# I am totally lost .



## sofreakingconfused (Nov 17, 2011)

I am not sure if I am posting in the correct forum but here goes. I have been married for 8 years. Ups and down. I got married when I was young to my husband. My husband is Bi. He was sexually abused as a child. I feel he is more attracted to men. He says he is attracted to me. We would have sex here and there. Not the way I want too. I have an extremely high sex drive. I love him very much. But I am at the bend in the road. And I feel like neither of us is being true to themselves. And I feel he is too sexually attracted to men for this to work. He shows me very little affection. Mostly just a peck on the lips and intercourse. He does not like to be touched very much. It is hard for me to get him an erection aswell. Please any comments would be helpful.


----------



## PFTGuy (Aug 28, 2011)

Have you talked to him about your feelings? The first thing is to let him know how you feel and what you want, in a nonjudgmental and nonthreatening manner. This sounds like a difficult and painful subject, so probably counseling for the two of you would be a good idea, to help clarify issues and options.


----------



## sofreakingconfused (Nov 17, 2011)

Yep. I have suggested counseling many times. He refuses and he is ashamed of his past. His parents don't even know . I feel really sad, but he has already cheated on me once with one guy. And I felt like a slap in the face. But I forgave him for that. But I feel that the only option is to split. Neither of us are sexually happy and he said he can live with it like this. But I cant . Not without cheating on him and this would not be fair too him.


----------



## romantic_guy (Nov 8, 2011)

If he will not get counseling there is not much else you can do. Have you talked to him about splitting up?


----------



## sofreakingconfused (Nov 17, 2011)

Yes. We are currently living in two separate rooms. Just going to be a little while before I can move to my own place. I gave up my career to move with him for his career. So he has to make some arrangements to cover one of the cars he is keeping. Just hope I am making the right move for both of us.


----------



## PFTGuy (Aug 28, 2011)

I doesn't sound like you have much choice...

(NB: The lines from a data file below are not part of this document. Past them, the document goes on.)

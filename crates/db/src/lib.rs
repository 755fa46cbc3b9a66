//! Database connection service for the entity store.
//!
//! Selects the backend from configuration (postgres or mysql), or
//! adopts the host process's shared connection when none is configured,
//! and runs the schema migrations at startup.

pub mod config;
pub mod dialect;
pub mod entity;
pub mod migrator;
pub mod query;

use std::time::Duration;

use anyhow::{Result, anyhow};
use sea_orm::{ConnectOptions, ConnectionTrait, Database, DatabaseConnection};
use tracing::info;

use config::{DbType, EntityDbConfig, Environment, FeatureToggles};
use dialect::Dialect;

pub struct EntityDb {
    connection: DatabaseConnection,
    dialect: Dialect,
}

impl EntityDb {
    /// Open the configured backend (or adopt `shared`), then migrate.
    pub async fn provide(
        cfg: &EntityDbConfig,
        env: Environment,
        features: FeatureToggles,
        shared: Option<DatabaseConnection>,
    ) -> Result<Self> {
        let connection = match cfg.db_type {
            Some(db_type) => Self::connect(cfg, db_type).await?,
            None => shared.ok_or_else(|| anyhow!("no shared db connection provided"))?,
        };

        let dialect = Dialect::new(connection.get_database_backend());
        let db = Self {
            connection,
            dialect,
        };
        migrator::migrate_entity_store(&db, env, features).await?;
        Ok(db)
    }

    async fn connect(cfg: &EntityDbConfig, db_type: DbType) -> Result<DatabaseConnection> {
        let url = match db_type {
            DbType::Postgres => {
                let (host, port) = split_host_port(&cfg.db_host, "127.0.0.1", "5432")?;
                format!(
                    "postgres://{}:{}@{}:{}/{}?sslmode={}",
                    cfg.db_user, cfg.db_pass, host, port, cfg.db_name, cfg.db_sslmode
                )
            }
            DbType::MySql => {
                let (host, port) = split_host_port(&cfg.db_host, "127.0.0.1", "3306")?;
                format!(
                    "mysql://{}:{}@{}:{}/{}",
                    cfg.db_user, cfg.db_pass, host, port, cfg.db_name
                )
            }
        };

        let mut opt = ConnectOptions::new(url);
        opt.max_connections(20)
            .min_connections(2)
            .connect_timeout(Duration::from_secs(10))
            .acquire_timeout(Duration::from_secs(30))
            .idle_timeout(Duration::from_secs(300))
            .sqlx_logging(cfg.log_queries);

        let connection = Database::connect(opt).await?;
        info!("connected to {:?} entity store backend", db_type);
        Ok(connection)
    }

    /// Wrap an already-open connection; the caller is responsible for
    /// having run the migrations. Used by tests and embedding hosts.
    pub fn from_connection(connection: DatabaseConnection) -> Self {
        let dialect = Dialect::new(connection.get_database_backend());
        Self {
            connection,
            dialect,
        }
    }

    pub fn connection(&self) -> &DatabaseConnection {
        &self.connection
    }

    pub fn dialect(&self) -> Dialect {
        self.dialect
    }
}

fn split_host_port<'a>(
    host: &'a str,
    default_host: &'a str,
    default_port: &'a str,
) -> Result<(&'a str, &'a str)> {
    if host.is_empty() {
        return Ok((default_host, default_port));
    }
    match host.split_once(':') {
        Some((h, p)) => {
            if h.is_empty() || p.is_empty() {
                return Err(anyhow!("invalid host specifier '{}'", host));
            }
            Ok((h, p))
        }
        None => Ok((host, default_port)),
    }
}
//! Transport-agnostic request and response types, and the remote
//! interface of the entity store. Any RPC binding can wrap these; they
//! are all serde-serialisable.

use std::collections::HashMap;

use async_trait::async_trait;
use serde::{Deserialize, Serialize};

use grn::Grn;

use crate::ctx::RequestContext;
use crate::error::Result;

/// Provenance of an imported entity.
#[derive(Debug, Clone, Default, PartialEq, Eq, Serialize, Deserialize)]
#[serde(default, rename_all = "camelCase")]
pub struct EntityOriginInfo {
    pub source: String,
    pub key: String,
    /// Millisecond epoch, zero when unknown.
    pub time: i64,
}

#[derive(Debug, Clone, Default, Serialize, Deserialize)]
#[serde(default, rename_all = "camelCase")]
pub struct Entity {
    pub guid: String,
    pub grn: Option<Grn>,
    pub folder: String,
    pub version: String,
    pub size: i64,
    pub etag: String,
    pub body: Option<Vec<u8>>,
    pub meta: Option<Vec<u8>>,
    pub status: Option<Vec<u8>>,
    pub summary_json: Option<Vec<u8>>,
    pub created_at: i64,
    pub created_by: String,
    pub updated_at: i64,
    pub updated_by: String,
    pub origin: Option<EntityOriginInfo>,
}

impl Entity {
    /// Missing rows read as this rather than an error.
    pub fn is_empty(&self) -> bool {
        self.guid.is_empty() && self.version.is_empty()
    }
}

#[derive(Debug, Clone, Default, PartialEq, Eq, Serialize, Deserialize)]
#[serde(default, rename_all = "camelCase")]
pub struct EntityVersionInfo {
    pub guid: String,
    pub version: String,
    pub size: i64,
    pub etag: String,
    pub created_at: i64,
    pub created_by: String,
    pub updated_at: i64,
    pub updated_by: String,
    pub comment: String,
}

#[derive(Debug, Clone, Default, Serialize, Deserialize)]
#[serde(default, rename_all = "camelCase")]
pub struct ReadEntityRequest {
    pub grn: Option<Grn>,
    /// When set, the read is served from history.
    pub version: String,
    pub with_body: bool,
    pub with_meta: bool,
    pub with_summary: bool,
}

#[derive(Debug, Clone, Default, Serialize, Deserialize)]
pub struct BatchReadEntityRequest {
    pub batch: Vec<ReadEntityRequest>,
}

#[derive(Debug, Clone, Default, Serialize, Deserialize)]
pub struct BatchReadEntityResponse {
    pub results: Vec<Entity>,
}

#[derive(Debug, Clone, Default, Serialize, Deserialize)]
#[serde(default, rename_all = "camelCase")]
pub struct WriteEntityRequest {
    pub grn: Option<Grn>,
    pub folder: String,
    pub body: Vec<u8>,
    pub meta: Vec<u8>,
    pub status: Vec<u8>,
    /// Optimistic concurrency check against the stored version.
    pub previous_version: String,
    pub comment: String,
}

/// Write with provenance control: import paths may pin creation and
/// update metadata, set the origin triple, or clear history.
#[derive(Debug, Clone, Default, Serialize, Deserialize)]
#[serde(default, rename_all = "camelCase")]
pub struct AdminWriteEntityRequest {
    pub grn: Option<Grn>,
    pub folder: String,
    pub body: Vec<u8>,
    pub meta: Vec<u8>,
    pub status: Vec<u8>,
    pub previous_version: String,
    pub comment: String,
    pub created_at: i64,
    pub created_by: String,
    pub updated_at: i64,
    pub updated_by: String,
    pub origin: Option<EntityOriginInfo>,
    /// Delete the current entity and every derived row first, fusing a
    /// delete and a create in one transaction.
    pub clear_history: bool,
}

impl From<WriteEntityRequest> for AdminWriteEntityRequest {
    fn from(r: WriteEntityRequest) -> Self {
        Self {
            grn: r.grn,
            folder: r.folder,
            body: r.body,
            meta: r.meta,
            status: r.status,
            previous_version: r.previous_version,
            comment: r.comment,
            ..Default::default()
        }
    }
}

#[derive(Debug, Clone, Copy, PartialEq, Eq, Serialize, Deserialize)]
#[serde(rename_all = "SCREAMING_SNAKE_CASE")]
pub enum WriteStatus {
    Created,
    Updated,
    Unchanged,
    Error,
}

#[derive(Debug, Clone, Serialize, Deserialize)]
#[serde(rename_all = "camelCase")]
pub struct WriteEntityResponse {
    pub status: WriteStatus,
    pub guid: String,
    pub entity: Option<EntityVersionInfo>,
    pub body: Vec<u8>,
    pub meta_json: Vec<u8>,
    pub status_json: Vec<u8>,
    pub summary_json: Vec<u8>,
}

#[derive(Debug, Clone, Default, Serialize, Deserialize)]
#[serde(default, rename_all = "camelCase")]
pub struct DeleteEntityRequest {
    pub grn: Option<Grn>,
    pub previous_version: String,
}

#[derive(Debug, Clone, Default, Serialize, Deserialize)]
pub struct DeleteEntityResponse {
    pub ok: bool,
}

#[derive(Debug, Clone, Default, Serialize, Deserialize)]
#[serde(default, rename_all = "camelCase")]
pub struct EntityHistoryRequest {
    pub grn: Option<Grn>,
    pub next_page_token: String,
}

#[derive(Debug, Clone, Default, Serialize, Deserialize)]
#[serde(default, rename_all = "camelCase")]
pub struct EntityHistoryResponse {
    pub grn: Option<Grn>,
    pub versions: Vec<EntityVersionInfo>,
    pub next_page_token: String,
}

#[derive(Debug, Clone, Default, Serialize, Deserialize)]
#[serde(default, rename_all = "camelCase")]
pub struct EntitySearchRequest {
    /// Kinds to include; empty means all.
    pub kind: Vec<String>,
    pub folder: String,
    /// Conjunctive label filter.
    pub labels: HashMap<String, String>,
    pub sort: Vec<String>,
    pub with_body: bool,
    pub with_labels: bool,
    pub with_fields: bool,
    pub next_page_token: String,
    pub limit: i64,
}

#[derive(Debug, Clone, Default, Serialize, Deserialize)]
#[serde(default, rename_all = "camelCase")]
pub struct EntitySearchResult {
    pub guid: String,
    pub grn: Option<Grn>,
    pub name: String,
    pub description: String,
    pub slug: String,
    pub folder: String,
    pub version: String,
    pub size: i64,
    pub updated_at: i64,
    pub updated_by: String,
    pub body: Option<Vec<u8>>,
    pub meta: Option<Vec<u8>>,
    pub status: Option<Vec<u8>>,
    pub labels: HashMap<String, String>,
    pub fields_json: Option<Vec<u8>>,
    pub error_json: Option<Vec<u8>>,
}

#[derive(Debug, Clone, Default, Serialize, Deserialize)]
#[serde(default, rename_all = "camelCase")]
pub struct EntitySearchResponse {
    pub results: Vec<EntitySearchResult>,
    pub next_page_token: String,
}

#[derive(Debug, Clone, Default, Serialize, Deserialize)]
#[serde(default, rename_all = "camelCase")]
pub struct ReferenceRequest {
    /// Reference family, e.g. the referenced kind.
    pub kind: String,
    pub uid: String,
}

/// The remote interface of the entity store.
#[async_trait]
pub trait EntityStore: Send + Sync {
    async fn read(&self, ctx: &RequestContext, r: ReadEntityRequest) -> Result<Entity>;

    async fn batch_read(
        &self,
        ctx: &RequestContext,
        r: BatchReadEntityRequest,
    ) -> Result<BatchReadEntityResponse>;

    async fn write(&self, ctx: &RequestContext, r: WriteEntityRequest)
        -> Result<WriteEntityResponse>;

    async fn admin_write(
        &self,
        ctx: &RequestContext,
        r: AdminWriteEntityRequest,
    ) -> Result<WriteEntityResponse>;

    async fn delete(
        &self,
        ctx: &RequestContext,
        r: DeleteEntityRequest,
    ) -> Result<DeleteEntityResponse>;

    async fn history(
        &self,
        ctx: &RequestContext,
        r: EntityHistoryRequest,
    ) -> Result<EntityHistoryResponse>;

    async fn search(
        &self,
        ctx: &RequestContext,
        r: EntitySearchRequest,
    ) -> Result<EntitySearchResponse>;

    async fn find_references(
        &self,
        ctx: &RequestContext,
        r: ReferenceRequest,
    ) -> Result<EntitySearchResponse>;

    /// Live change notification; not designed yet.
    async fn watch(&self, ctx: &RequestContext) -> Result<()>;
}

Peace and grace be with you


----------



## YinPrincess (Jul 31, 2011)

As someone who has (unbeknownst to me at the time), dated a handful of gay/bi men, I can overwhelmingly relate to your pain and sadness. It's not you, honey, it really is him. You really deserve someone who is fully committed to you. He deserves to be true to himself, as well. I hope you can make the best of the situation. I wish I could say something more useful than that, but having been where you are, I know that it is painful and bleak. Sending you big hugs!!
_Posted via Mobile Device_


----------